The average cost of a bad hiring decision can equal 30% of the first year’s compensation, says the US Dept of Labor.

Whenever I talk to my clients about how they plan to achieve the performance and results they want, they typically mentioned that finding, motivating, developing and retaining the best talent available is critical for their vision, culture and execution.  

This is interesting to me, because upon closer inspection of the hiring practices of these same clients, the amount of rigor invested in screening and selecting candidates doesn’t match how important many of them claimed it should be.  And honestly this is not surprising.  As the head of human resources for several companies I often witnessed recruiters and hiring managers who were under so much pressure to fill vacant positions right away, any true rigor in hiring was compromised for expediency and a best guess of who will fit.  I’ve even heard managers joke that “right now I’d take a warm body.”  They are not alone either.  In 2012 released research showing that recruiters only spend an average of 6.25 seconds looking at a candidate's résumé before deciding whether he or she is a fit for a job.  This is just before walking into your office to tell you “I’ve found the perfect candidate for you!”

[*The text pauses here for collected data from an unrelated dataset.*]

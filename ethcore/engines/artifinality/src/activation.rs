// Copyright 2015, 2016 Parity Technologies (UK) Ltd.
// This file is part of Parity.

// Parity is free software: you can redistribute it and/or modify
// it under the terms of the GNU General Public License as published by
// the Free Software Foundation, either version 3 of the License, or
// (at your option) any later version.

// Parity is distributed in the hope that it will be useful,
// but WITHOUT ANY WARRANTY; without even the implied warranty of
// MERCHANTABILITY or FITNESS FOR A PARTICULAR PURPOSE.  See the
// GNU General Public License for more details.

// You should have received a copy of the GNU General Public License
// along with Parity.  If not, see <http://www.gnu.org/licenses/>.

//! Runtime enable/disable toggle for the artificial-finality gates, plus
//! an optional no-disable latch. Grounded on the atomic-flag idiom of
//! `ethcore/src/verification/queue/mod.rs` - plain `Ordering::{Acquire,
//! Release}` loads/stores, no CAS loop, since there is no read-modify-
//! write sequence here.

use std::sync::atomic::{AtomicU32, Ordering};

use log::{info, warn};
use parking_lot::RwLock;

use crate::store::{BlockNumber, ChainConfig, Transition};

/// The two-state {Disabled, Enabled} activation flag for a chain
/// instance, plus the optional latch that can suppress a disable.
pub struct ActivationControl {
	enabled: AtomicU32,
	no_disable_latch: RwLock<Option<i32>>,
}

impl Default for ActivationControl {
	fn default() -> Self {
		ActivationControl { enabled: AtomicU32::new(0), no_disable_latch: RwLock::new(None) }
	}
}

impl ActivationControl {
	/// A fresh control, starting disabled with no latch set.
	pub fn new() -> Self {
		Self::default()
	}

	/// Set the enable/disable flag. If the no-disable latch is engaged
	/// (`set_no_disable_latch(1)`) and this call would disable a
	/// currently-enabled gate, the request is suppressed instead.
	///
	/// Logging - both the ordinary state-change line and the
	/// "preventing disable" line - is entirely suppressed until `config`
	/// reports that the ECBP-1100 transition has activated at `number`.
	pub fn enable<C: ChainConfig>(&self, flag: bool, config: &C, number: BlockNumber) {
		let may_log = config.is_enabled(Transition::Ecbp1100, number);

		if !flag && self.is_enabled() && self.latch_forces_on() {
			if may_log {
				warn!(target: "engine", "preventing disable of ECBP-1100 artificial finality: no-disable latch is engaged");
			}
			return;
		}

		self.enabled.store(flag as u32, Ordering::Release);

		if may_log {
			info!(target: "engine", "ECBP-1100 artificial finality set to {}", flag);
		}
	}

	/// Whether the gates are currently enabled.
	pub fn is_enabled(&self) -> bool {
		self.enabled.load(Ordering::Acquire) == 1
	}

	/// Set (or release) the no-disable latch. `n == 1` forces the gate
	/// on, preventing future disables; any other value releases it.
	pub fn set_no_disable_latch(&self, n: i32) {
		let mut latch = self.no_disable_latch.write();
		*latch = Some(n);
	}

	fn latch_forces_on(&self) -> bool {
		matches!(*self.no_disable_latch.read(), Some(1))
	}
}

Before you recoil in shock and indignation, think back and ask yourself if you ever had a candidate show up for an interview that you either forgot about or were too busy to prepare for?  Even if you prepared for days, the likelihood that the typical unstructured interview (screening approach used by most managers) predicts future job success is around 6 - 14%.  However, a study conducted by Yale Management School suggests unstructured interviews aren’t just a waste of time—they may actually harm companies’ and schools’ ability to select the right people (predictability of less than 0%). Given other criteria to judge by, like sales numbers, references, or behavioral test scores, the data say that an unstructured interview—a changeable series of questions that elicits a somewhat random set of information—can cloud our judgment. Whatever our gut tells us about that job candidate we interviewed, the researchers say, we shouldn’t listen.  Though employers have been slow to catch on, studies since the early 1980s have shown that, when compared with other types of tests, unstructured interviews are one of the worst choices for accurately judging how well a particular person will do at a particular job.  Structured interviews aren’t much better.

The Stakes Are High

The average cost of a bad hiring decision can equal 30% of the first year’s compensation, says the US Department of labor.  For executive level jobs this cost can be over 200%.  As much as 80% of turnover can be attributed to hiring mistakes.  

Additionally, there are costs associated with low productivity and engagement from employees working in roles they are not suited for. These are the hidden cost of friction, sub-optimization and lost opportunity.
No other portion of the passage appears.